Mahendra melempar gelas anggur ke dinding. Cairan merah membasahi lantai marmer.

“Bagaimana bisa dia bergerak secepat ini?!”

Seorang penasihat gemetar, “Paduka… dia memiliki dukungan dari bawah tanah. Rakyat mulai… berharap…”

Mahendra menatap tajam. “Harapan adalah racun. Dan racun… harus dipotong sampai ke akarnya.”

Ia lalu memanggil satu sosok berjubah hitam pekat, yang berdiri diam di sudut ruangan sejak tadi. Wajahnya tak terlihat, namun hawa dingin menyelimuti ruang singgasana.

“Panggil dia,” kata Mahendra pelan.

“Siapa yang paduka maksud?” tanya penasihat.

Mahendra menatap lurus. “Saudara bayangan Raka. Putra angkat yang kubentuk dari darah naga palsu. Kini saatnya dia digunakan.”

---

Di sisi lain kota, Raka dan Kirana mengintai dari atas bangunan tua. Api masih membara. Tapi dalam keheningan, Raka menggenggam dadanya. Tubuhnya mulai menggigil.

Segel keempat dalam dirinya... mulai tak stabil. Api biru menyala di tangannya, tapi juga mulai menjalar ke kulitnya.

“Raka?” panggil Kirana.

“Aku… tak bisa mengendalikannya…”

Tubuh Raka jatuh berlutut. Matanya bersinar liar. Nafasnya terputus-putus. Suara naga menggema lagi di dalam kepalanya. Suara yang tak ia pahami. Kata-kata asing. Aura kekuatan yang seperti ingin meledak keluar.

> “Jangan biarkan amarahmu menjadi tuanmu, pewaris naga. Kau bukan hanya pembalas. Kau adalah penentu jalan dunia.”

Kirana memeluknya dari belakang, sekali lagi. “Tenangkan dirimu… Aku di sini, Raka. Jangan tenggelam.”

Dan perlahan, Raka kembali sadar. Tapi ia tahu… waktu terus berjalan. Setiap segel yang ia buka, akan semakin mendekatkan dirinya pada titik tanpa kembali.

---

Malam itu menjadi malam pertama Mandapala merasakan rasa takut sejak Mahendra berkuasa. Namun bagi Raka, itu bukan kemenangan. Itu hanyalah percikan awal dari peperangan yang panjang.

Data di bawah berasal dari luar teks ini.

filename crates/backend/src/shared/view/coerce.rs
use contracts::shared::table::CellValue;

use super::ViewResult;
use crate::shared::table::Table;

/// Numeric reading of every cell in a column; `None` where the value is
/// missing or does not parse.
pub fn numeric_column(table: &Table, column: &str) -> ViewResult<Vec<Option<f64>>> {
    Ok(table.column_values(column)?.map(CellValue::as_f64).collect())
}

/// Indices of rows that have a numeric value in every listed column
pub fn complete_rows(table: &Table, columns: &[&str]) -> ViewResult<Vec<usize>> {
    let values = columns
        .iter()
        .map(|c| numeric_column(table, c))
        .collect::<ViewResult<Vec<_>>>()?;

    Ok((0..table.len())
        .filter(|&row| values.iter().all(|col| col[row].is_some()))
        .collect())
}

/// Projection for a single chart or aggregate: `numeric` columns are coerced
/// and rows missing any of them are dropped; `carry` columns are copied as is.
pub fn numeric_frame(table: &Table, numeric: &[&str], carry: &[&str]) -> ViewResult<Table> {
    let keep = complete_rows(table, numeric)?;
    let numeric_idx = numeric
        .iter()
        .map(|c| table.require(c))
        .collect::<ViewResult<Vec<_>>>()?;
    let carry_idx = carry
        .iter()
        .map(|c| table.require(c))
        .collect::<ViewResult<Vec<_>>>()?;

    let columns = numeric
        .iter()
        .chain(carry.iter())
        .map(|c| c.to_string())
        .collect();

    let rows = keep
        .into_iter()
        .map(|row| {
            let source = &table.rows()[row];
            numeric_idx
                .iter()
                .map(|&i| coerce_cell(&source[i]))
                .chain(carry_idx.iter().map(|&i| source[i].clone()))
                .collect()
        })
        .collect();

    Ok(Table::new(columns, rows))
}

/// Integers keep their type, integral text becomes an integer, everything
/// else that parses becomes a float
fn coerce_cell(value: &CellValue) -> CellValue {
    match value {
        CellValue::Integer(i) => CellValue::Integer(*i),
        CellValue::Text(raw) => match CellValue::from_raw(raw) {
            CellValue::Text(_) => CellValue::Null,
            typed => typed,
        },
        other => other
            .as_f64()
            .map(CellValue::Number)
            .unwrap_or(CellValue::Null),
    }
}
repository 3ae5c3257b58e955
pub mod middleware;
pub mod tracing;
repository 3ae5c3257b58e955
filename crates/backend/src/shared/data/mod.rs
pub mod artifacts;
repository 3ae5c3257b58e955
use contracts::dashboards::common::{
    ChartKind, ChartSpec, DashboardPage, PageView, Section, SectionBody, TableSection,
};
use contracts::dashboards::d402_top_products::ProductExplorerParams;
use contracts::shared::artifacts::DatasetName;
use contracts::shared::table::TableData;

use crate::dashboards::common::{
    render_or_notice, render_with_fallback, threshold_controls, unavailable_page, SliderSpec,
};
use crate::shared::data::artifacts::Datasets;
use crate::shared::table::Table;
use crate::shared::view::coerce::numeric_frame;
use crate::shared::view::filter::RowFilter;
use crate::shared::view::rank::top_n;

const TOP_PRODUCTS: usize = 20;
const HISTOGRAM_BINS: u32 = 30;
const FALLBACK_ROWS: usize = 50;

pub fn render(datasets: &Datasets, params: &ProductExplorerParams) -> PageView {
    let Some(baseline) = datasets.get(DatasetName::Baseline) else {
        return unavailable_page(DashboardPage::TopProducts, datasets, DatasetName::Baseline);
    };

    let mut view = PageView::new(DashboardPage::TopProducts);

    // === TOP PRODUCTS ===
    view.push(render_with_fallback(
        "top_products",
        "Top Products by Revenue",
        || {
            let top = top_n(baseline, TOP_PRODUCTS, "revenue")?;
            let data = top.select(&["Description", "revenue"])?.into_data();
            Ok(SectionBody::Chart(
                ChartSpec::new(
                    ChartKind::HorizontalBar,
                    "Top 20 Products by Revenue",
                    "revenue",
                    data,
                )
                .y("Description")
                .color("revenue")
                .labels("Revenue ($)", "Product Description"),
            ))
        },
        || Some(top_preview(baseline)),
    ));

    // === DISTRIBUTIONS ===
    view.push(histogram(baseline, "revenue_distribution", "Revenue Distribution", "revenue", "Revenue ($)"));
    view.push(histogram(
        baseline,
        "price_distribution",
        "Average Price Distribution",
        "avg_price",
        "Average Price ($)",
    ));

    // === EXPLORER ===
    let (controls, filter) = threshold_controls(
        baseline,
        &[
            SliderSpec {
                id: "min_revenue",
                label: "Minimum Revenue ($)",
                column: "revenue",
                requested: params.min_revenue,
            },
            SliderSpec {
                id: "min_avg_price",
                label: "Minimum Average Price ($)",
                column: "avg_price",
                requested: params.min_avg_price,
            },
        ],
        RowFilter::new(),
    );

    view.push(Section::new("explorer_controls", "Product Explorer", SectionBody::Controls(controls)));
    view.push(render_with_fallback(
        "explorer_table",
        "Filtered Products",
        || {
            let filtered = filter.apply(baseline)?;
            Ok(SectionBody::Table(TableSection {
                caption: None,
                data: filtered.into_data(),
            }))
        },
        || Some(baseline.head(FALLBACK_ROWS).into_data()),
    ));

    view
}

/// Top rows by revenue for display when the chart cannot be built
fn top_preview(baseline: &Table) -> TableData {
    top_n(baseline, TOP_PRODUCTS, "revenue")
        .and_then(|t| t.select(&["Description", "revenue"]))
        .unwrap_or_else(|_| baseline.head(TOP_PRODUCTS))
        .into_data()
}

fn histogram(baseline: &Table, id: &str, title: &str, column: &str, x_label: &str) -> Section {
    render_or_notice(id, title, || {
        let data = numeric_frame(baseline, &[column], &[])?.into_data();
        Ok(SectionBody::Chart(
            ChartSpec::new(ChartKind::Histogram, title, column, data)
                .bins(HISTOGRAM_BINS)
                .labels(x_label, "Count"),
        ))
    })
}
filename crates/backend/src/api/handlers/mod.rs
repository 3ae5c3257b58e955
pub mod artifacts;
pub mod dashboard;
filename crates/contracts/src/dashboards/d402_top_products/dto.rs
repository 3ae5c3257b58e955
use serde::{Deserialize, Serialize};

/// Product explorer slider values
#[derive(Debug, Clone, Default, PartialEq, Serialize, Deserialize)]
#[serde(default)]
pub struct ProductExplorerParams {
    /// Minimum revenue; defaults to the lowest observed revenue
    pub min_revenue: Option<f64>,
    /// Minimum average price; defaults to the lowest observed price
    pub min_avg_price: Option<f64>,
}
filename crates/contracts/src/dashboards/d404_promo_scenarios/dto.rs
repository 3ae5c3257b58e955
use serde::{Deserialize, Serialize};

/// Scenario explorer control values
#[derive(Debug, Clone, Default, PartialEq, Serialize, Deserialize)]
#[serde(default)]
pub struct ScenarioExplorerParams {
    /// Selected discount levels.
    /// `None` selects the first three levels; an empty list disables the filter.
    pub discount_levels: Option<Vec<f64>>,
    pub min_revenue_impact: Option<f64>,
    pub min_cross_sell_items: Option<f64>,
}
use contracts::dashboards::common::{
    DashboardPage, Notice, NoticeLevel, PageView, Section, SectionBody,
};
use contracts::shared::artifacts::DatasetName;

use crate::shared::data::artifacts::{Datasets, LoadError};

/// Headline and noun used when a page's dataset has not been produced yet
fn missing_wording(dataset: DatasetName) -> (&'static str, &'static str) {
    match dataset {
        DatasetName::Transactions | DatasetName::Products | DatasetName::Customers => {
            ("No Cleaned Data Available", "cleaned data")
        }
        DatasetName::Baseline => ("No Baseline Data Available", "baseline metrics"),
        DatasetName::Rules => ("No Association Rules Available", "association rules"),
        DatasetName::Promo => ("No Promotional Scenarios Available", "promotional scenarios"),
        DatasetName::Audit => ("No Data Quality Audit Available", "the data quality audit"),
    }
}

/// Guidance shown in place of a page whose dataset is absent
pub fn missing_artifact_notice(datasets: &Datasets, dataset: DatasetName) -> Notice {
    let (headline, noun) = missing_wording(dataset);

    let mut message = match dataset.upstream_step() {
        Some(step) => format!("{}. Please run {} to generate {} first.", headline, step, noun),
        None => format!("{}.", headline),
    };

    // A file that exists but cannot be read deserves more than "run the notebook"
    if let Some(error) = datasets.error(dataset) {
        if !matches!(error, LoadError::NotFound(_)) {
            message.push_str(&format!(" ({})", error));
        }
    }

    Notice {
        level: NoticeLevel::Warning,
        message,
        fallback: None,
    }
}

/// Page consisting only of the missing-artifact guidance
pub fn unavailable_page(page: DashboardPage, datasets: &Datasets, dataset: DatasetName) -> PageView {
    tracing::info!("Page '{}' skipped: artifact '{}' is absent", page.id(), dataset);

    let mut view = PageView::new(page);
    view.push(Section::new(
        "missing_artifact",
        missing_wording(dataset).0,
        SectionBody::Notice(missing_artifact_notice(datasets, dataset)),
    ));
    view
}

Dan jauh di utara kerajaan, satu sosok mulai bergerak. Wajahnya mirip Raka… namun mata kirinya berwarna hitam legam.

*

*

Masih dari atap bangunan tua, Raka menatap api yang melahap gudang senjata. Cahaya biru berkobar tinggi, seperti simbol perang yang baru saja dimulai. Tapi di balik kobaran itu, kota Mandapala yang selama ini tidur dalam ketakutan mulai bergerak.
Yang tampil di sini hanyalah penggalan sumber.